2.26     As part of the Speed Management Programme a review will identify lengths of the main road network that would benefit from a reduced speed limit. It will also check that existing speed limits are effective and producing the desired reductions in vehicle speeds using available speed data and new in-vehicle telematics. The review will also identify sites of greatest need and local concern where proven traffic management measures would have a positive effect and enhance the effectiveness of the speed limit. Over the next three years, more than 25 stretches of road will benefit from speed limit reductions or measures that will increase the effectiveness of existing speed limits.

3     Conclusion and Reasons for Recommendations


3.1     ESCC is committed to working with all stakeholders to improve road safety across East Sussex, including our partners on the Sussex Safer Roads Partnership.

3.2    Speed limit policy PS05/02 is based on national guidance issued by the Department for Transport, best practice, local experience, the views of Sussex Police as the appropriate enforcement authority, and is reflective of what is required to produce an effective speed limit. The policy will continue to be reviewed regularly to ensure that it complies with the latest national guidance available.

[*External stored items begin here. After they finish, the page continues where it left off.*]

//! Damped-spring value driver.
//!
//! The host advances a [`Spring`] with [`Spring::tick`] once per frame. Each tick applies the
//! closed-form solution of the damped harmonic oscillator, so the trajectory does not depend
//! on how the elapsed time is split into frames. Not ticking is the same as pausing.

/// Physical parameters of a spring plus its rest thresholds.
#[derive(Clone, Copy, Debug, PartialEq, serde::Serialize, serde::Deserialize)]
pub struct SpringConfig {
    /// Restoring force per unit displacement.
    pub stiffness: f64,
    /// Velocity-proportional friction.
    pub damping: f64,
    /// Moving mass.
    pub mass: f64,
    /// Distance from the target below which the spring may settle.
    pub rest_delta: f64,
    /// Speed below which the spring may settle.
    pub rest_speed: f64,
}

impl SpringConfig {
    /// Progress-arc sweep: slow, overdamped, no overshoot.
    pub const PROGRESS: Self = Self {
        stiffness: 60.0,
        damping: 20.0,
        mass: 1.0,
        rest_delta: 0.001,
        rest_speed: 0.01,
    };

    /// Background-track scale-in: quick with a small overshoot.
    pub const TRACK_SCALE: Self = Self {
        stiffness: 200.0,
        damping: 20.0,
        mass: 1.0,
        rest_delta: 0.001,
        rest_speed: 0.01,
    };

    /// Damping ratio; below 1 the spring overshoots its target.
    pub fn damping_ratio(&self) -> f64 {
        let m = self.mass.max(1e-9);
        let k = self.stiffness.max(0.0);
        self.damping.max(0.0) / (2.0 * (k * m).sqrt()).max(1e-9)
    }
}

/// A scalar driven toward a target by [`SpringConfig`] dynamics.
#[derive(Clone, Debug, PartialEq)]
pub struct Spring {
    config: SpringConfig,
    value: f64,
    velocity: f64,
    target: f64,
    animating: bool,
}

impl Spring {
    /// A spring resting at `value`.
    pub fn new(value: f64, config: SpringConfig) -> Self {
        Self {
            config,
            value,
            velocity: 0.0,
            target: value,
            animating: false,
        }
    }

    /// Sets the value instantly, with zero velocity and no pending motion.
    pub fn jump(&mut self, value: f64) {
        self.value = value;
        self.target = value;
        self.velocity = 0.0;
        self.animating = false;
    }

    /// Starts moving toward `target` from the current value and velocity.
    pub fn animate_to(&mut self, target: f64) {
        self.target = target;
        self.animating = !self.at_rest();
        if !self.animating {
            self.value = target;
            self.velocity = 0.0;
        }
    }

    /// Freezes the spring where it is.
    pub fn stop(&mut self) {
        self.velocity = 0.0;
        self.animating = false;
    }

    /// Advances the simulation by `dt` seconds. Returns whether it is still moving.
    pub fn tick(&mut self, dt: f64) -> bool {
        if !self.animating || !(dt > 0.0) {
            return self.animating;
        }

        let (x, v) = oscillator_step(self.value - self.target, self.velocity, dt, &self.config);
        self.value = self.target + x;
        self.velocity = v;

        if self.at_rest() {
            self.value = self.target;
            self.velocity = 0.0;
            self.animating = false;
        }
        self.animating
    }

    /// Current value.
    pub fn value(&self) -> f64 {
        self.value
    }

    /// Derived read of the current value.
    pub fn map<T>(&self, f: impl FnOnce(f64) -> T) -> T {
        f(self.value)
    }

    /// Current velocity in units per second.
    pub fn velocity(&self) -> f64 {
        self.velocity
    }

    /// Value the spring is heading to (or resting at).
    pub fn target(&self) -> f64 {
        self.target
    }

    /// Whether the spring still needs ticks.
    pub fn is_animating(&self) -> bool {
        self.animating
    }

    /// Dynamics and rest thresholds.
    pub fn config(&self) -> &SpringConfig {
        &self.config
    }

    fn at_rest(&self) -> bool {
        (self.value - self.target).abs() < self.config.rest_delta
            && self.velocity.abs() < self.config.rest_speed
    }
}

/// Displacement and velocity after `t` seconds, starting from displacement `x0` and
/// velocity `v0` relative to the rest position.
fn oscillator_step(x0: f64, v0: f64, t: f64, config: &SpringConfig) -> (f64, f64) {
    let k = config.stiffness.max(0.0);
    let m = config.mass.max(1e-9);

    let w0 = (k / m).sqrt();
    if w0 == 0.0 {
        return (x0 + v0 * t, v0);
    }
    let zeta = config.damping_ratio();

    if (zeta - 1.0).abs() < 1e-6 {
        // Critically damped.
        let e = (-w0 * t).exp();
        let b = v0 + w0 * x0;
        let x = (x0 + b * t) * e;
        let v = (v0 - w0 * b * t) * e;
        (x, v)
    } else if zeta < 1.0 {
        // Underdamped.
        let a = zeta * w0;
        let wd = w0 * (1.0 - zeta * zeta).sqrt();
        let b = (v0 + a * x0) / wd;
        let e = (-a * t).exp();
        let (s, c) = (wd * t).sin_cos();
        let x = e * (x0 * c + b * s);
        let v = -a * x + e * wd * (b * c - x0 * s);
        (x, v)
    } else {
        // Overdamped.
        let z2 = (zeta * zeta - 1.0).sqrt();
        let r1 = -w0 * (zeta - z2);
        let r2 = -w0 * (zeta + z2);
        let c1 = (v0 - r2 * x0) / (r1 - r2);
        let c2 = x0 - c1;
        let e1 = (r1 * t).exp();
        let e2 = (r2 * t).exp();
        (c1 * e1 + c2 * e2, r1 * c1 * e1 + r2 * c2 * e2)
    }
}

#[cfg(test)]
#[path = "../../tests/unit/animation/spring.rs"]
mod tests;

3.3   The policy is not prescriptive and allows for lower speed limits to be considered for those locations deemed appropriate if the necessary traffic management or engineering measures are implemented to ensure compliance.

3.4    The policy has been found to be fit for purpose. It does not commit the Council to fund speed limits that are not an identified priority or linked to an approved scheme funded from alternative sources.

3.5    Following receipt of the Notice of Motion, a review was undertaken of the relevant national guidance issued by The Department for Transport (including Circular 01/2013 and the January 2022 revisions to the Highway Code) and this concluded that adopted Policy PS05/02 continues to reflect national guidance and best practice. Therefore, it is not recommended that valuable resources are diverted to undertake the review requested by this Notice of Motion.

3.6      The new Speed Limit Programme will assess the potential for lower speed limits across all A and B class roads within the County and identify a programme for improvements. Over the next three years, more than 25 stretches of road will benefit from speed limit reductions or measures that will increase the effectiveness of existing speed limits.

3.7       The Lead Member is recommended to recommend that the County Council rejects the Motion.